[Collected data]
Content starts

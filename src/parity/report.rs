//! Human-readable diagnostics for comparison results

use tracing::{info, warn};

use super::archive::{VariableContents, VariableInfo};
use super::comparator::{BatchResult, ComparisonResult, FailureReason};

/// Detail lines for one comparison: shapes, dtypes, differences, verdict and
/// sample mismatches
pub fn comparison_lines(result: &ComparisonResult) -> Vec<String> {
    let mut lines = vec![format!("=== Comparing variable: {} ===", result.name)];

    match &result.failure {
        Some(FailureReason::ArchiveUnavailable(cause)) => {
            lines.push(format!("Reference archive not loaded ({})", cause));
            return lines;
        }
        Some(FailureReason::VariableNotFound) => {
            lines.push(format!("Variable '{}' is not in the reference archive", result.name));
            return lines;
        }
        _ => {}
    }

    lines.push(format!("Computed shape:  {:?}", result.actual_shape));
    if let Some(shape) = &result.expected_shape {
        lines.push(format!("Reference shape: {:?}", shape));
    }
    lines.push(format!("Computed dtype:  {}", result.actual_dtype));
    if let Some(dtype) = &result.expected_dtype {
        lines.push(format!("Reference dtype: {}", dtype));
    }

    if result.is_shape_mismatch() {
        lines.push("MISMATCH: shapes differ".to_string());
        return lines;
    }

    if let (Some(max), Some(mean)) = (result.max_abs_diff, result.mean_abs_diff) {
        lines.push(format!("Max abs diff:  {:e}", max));
        lines.push(format!("Mean abs diff: {:e}", mean));
    }

    if result.passed {
        lines.push("MATCH".to_string());
    } else {
        lines.push(format!("MISMATCH: tolerance {:e} exceeded", result.tolerance));
        if result.num_mismatches > 0 {
            lines.push(format!("Mismatching elements: {}", result.num_mismatches));
        }
        for m in &result.mismatches {
            lines.push(format!(
                "  at {:?}: computed={:.6}, reference={:.6}",
                m.index, m.actual, m.expected
            ));
        }
    }

    lines
}

/// Emit the diagnostics of one comparison through tracing
pub fn log_comparison(result: &ComparisonResult) {
    let lines = comparison_lines(result);
    match result.failure {
        None => lines.iter().for_each(|l| info!("{}", l)),
        Some(_) => lines.iter().for_each(|l| warn!("{}", l)),
    }
}

/// Per-variable status followed by the aggregate
pub fn batch_summary_lines(batch: &BatchResult) -> Vec<String> {
    let rule = "=".repeat(50);
    let mut lines = vec![String::new(), rule.clone(), "Comparison summary:".to_string()];

    for result in &batch.results {
        let status = if result.passed { "PASS" } else { "FAIL" };
        lines.push(format!("  {}: {}", result.name, status));
    }

    lines.push(String::new());
    lines.push(format!("Total: {}/{} variables match", batch.passed(), batch.total()));
    lines.push(match batch.pass_rate() {
        Some(rate) => format!("Pass rate: {:.1}%", rate * 100.0),
        None => "Pass rate: n/a (nothing compared)".to_string(),
    });
    lines.push(rule);
    lines
}

/// Emit a batch summary through tracing
pub fn log_batch_summary(batch: &BatchResult) {
    let lines = batch_summary_lines(batch);
    if batch.all_passed() {
        lines.iter().for_each(|l| info!("{}", l));
    } else {
        lines.iter().for_each(|l| warn!("{}", l));
    }
}

/// Listing lines for one archive variable
pub fn variable_lines(info: &VariableInfo) -> Vec<String> {
    let mut lines = vec![format!("{}: shape={:?}, dtype={}", info.name, info.shape, info.dtype)];
    match &info.contents {
        VariableContents::Values(values) => lines.push(format!("  values: {:?}", values)),
        VariableContents::Range { min, max } => {
            lines.push(format!("  range: [{:.6}, {:.6}]", min, max))
        }
        VariableContents::Empty => lines.push("  (empty)".to_string()),
    }
    lines
}

#[cfg(test)]
mod tests {
    use super::*;
    use crate::parity::comparator::{compare_arrays, ArrayValues};

    fn values(values: Vec<f64>) -> ArrayValues {
        ArrayValues { shape: vec![values.len()], dtype: "float64".to_string(), values }
    }

    #[test]
    fn test_mismatch_lines_show_samples() {
        let result = compare_arrays("Ig", &values(vec![1.0, 2.5]), &values(vec![1.0, 2.0]), 1e-3, 5);
        let lines = comparison_lines(&result);
        assert!(lines[0].contains("Ig"));
        assert!(lines.iter().any(|l| l.contains("at [1]: computed=2.500000, reference=2.000000")));
    }

    #[test]
    fn test_shape_mismatch_lines_stop_early() {
        let result = compare_arrays("R", &values(vec![1.0]), &values(vec![1.0, 2.0]), 1e-3, 5);
        let lines = comparison_lines(&result);
        assert_eq!(lines.last().unwrap(), "MISMATCH: shapes differ");
        assert!(!lines.iter().any(|l| l.contains("Max abs diff")));
    }

    #[test]
    fn test_batch_summary_handles_empty_batch() {
        let lines = batch_summary_lines(&BatchResult::default());
        assert!(lines.iter().any(|l| l == "Total: 0/0 variables match"));
        assert!(lines.iter().any(|l| l.contains("n/a")));
    }

    #[test]
    fn test_variable_lines() {
        let info = VariableInfo {
            name: "ps".to_string(),
            shape: vec![1, 1],
            dtype: "int64".to_string(),
            contents: VariableContents::Values(vec![8.0]),
        };
        let lines = variable_lines(&info);
        assert_eq!(lines[0], "ps: shape=[1, 1], dtype=int64");
        assert_eq!(lines[1], "  values: [8.0]");
    }
}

Content ends

- [Exercise description] Out of the records, collect only those lines that contain the string "results".

- [Output for this task]
//! Human-readable diagnostics for comparison results
    for result in &batch.results {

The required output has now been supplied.